**EXERCISE PROMPT**
Please output the entries below exactly as they are.

Items from a data source:
■ ■ ■
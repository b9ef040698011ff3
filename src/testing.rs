// This file is part of the terraform-provider-remscontent project
//
// Copyright (C) ANEO, 2024-2024. All rights reserved.
//
// Licensed under the Apache License, Version 2.0 (the "License")
// you may not use this file except in compliance with the License.
// You may obtain a copy of the License at
//
//     http://www.apache.org/licenses/LICENSE-2.0
//
// Unless required by applicable law or agreed to in writing, software
// distributed under the License is distributed on an "AS IS" BASIS,
// WITHOUT WARRANTIES OR CONDITIONS OF ANY KIND, either express or implied.
// See the License for the specific language governing permissions and
// limitations under the License.

//! Helpers shared by the unit tests.

use std::borrow::Cow;

use serde_json::json;
use tf_provider::value::{Value, ValueMap, ValueString};
use wiremock::{MockServer, ResponseTemplate};

use crate::client::{ClientConfig, RemsClient};
use crate::provider::SharedClient;

pub(crate) fn shared_client(server: &MockServer) -> SharedClient {
    RemsClient::new(&ClientConfig {
        endpoint: server.uri(),
        user_id: "owner".into(),
        api_key: "secret".into(),
    })
    .expect("mock server uri is a valid endpoint")
    .into()
}

pub(crate) fn text(value: &str) -> ValueString<'_> {
    Value::Value(Cow::Borrowed(value))
}

pub(crate) fn localized_state<'a>(entries: &[(&'a str, &'a str)]) -> ValueMap<'a, ValueString<'a>> {
    Value::Value(
        entries
            .iter()
            .map(|(lang, value)| (Cow::Borrowed(*lang), text(value)))
            .collect(),
    )
}

/// REMS reply to a successful command, with the id of created objects.
pub(crate) fn success(id: Option<i64>) -> ResponseTemplate {
    let body = match id {
        Some(id) => json!({"success": true, "id": id}),
        None => json!({"success": true}),
    };
    ResponseTemplate::new(200).set_body_json(body)
}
■ ■ ■
**WRITTEN RESPONSE**
repository b9ef040698011ff3
filename src/testing.rs
// This file is part of the terraform-provider-remscontent project
//
// Copyright (C) ANEO, 2024-2024. All rights reserved.
//
// Licensed under the Apache License, Version 2.0 (the "License")
// you may not use this file except in compliance with the License.
// You may obtain a copy of the License at
//
//     http://www.apache.org/licenses/LICENSE-2.0
//
// Unless required by applicable law or agreed to in writing, software
// distributed under the License is distributed on an "AS IS" BASIS,
// WITHOUT WARRANTIES OR CONDITIONS OF ANY KIND, either express or implied.
// See the License for the specific language governing permissions and
// limitations under the License.

//! Helpers shared by the unit tests.

use std::borrow::Cow;

use serde_json::json;
use tf_provider::value::{Value, ValueMap, ValueString};
use wiremock::{MockServer, ResponseTemplate};

use crate::client::{ClientConfig, RemsClient};
use crate::provider::SharedClient;

pub(crate) fn shared_client(server: &MockServer) -> SharedClient {
    RemsClient::new(&ClientConfig {
        endpoint: server.uri(),
        user_id: "owner".into(),
        api_key: "secret".into(),
    })
    .expect("mock server uri is a valid endpoint")
    .into()
}

pub(crate) fn text(value: &str) -> ValueString<'_> {
    Value::Value(Cow::Borrowed(value))
}

pub(crate) fn localized_state<'a>(entries: &[(&'a str, &'a str)]) -> ValueMap<'a, ValueString<'a>> {
    Value::Value(
        entries
            .iter()
            .map(|(lang, value)| (Cow::Borrowed(*lang), text(value)))
            .collect(),
    )
}

/// REMS reply to a successful command, with the id of created objects.
pub(crate) fn success(id: Option<i64>) -> ResponseTemplate {
    let body = match id {
        Some(id) => json!({"success": true, "id": id}),
        None => json!({"success": true}),
    };
    ResponseTemplate::new(200).set_body_json(body)
}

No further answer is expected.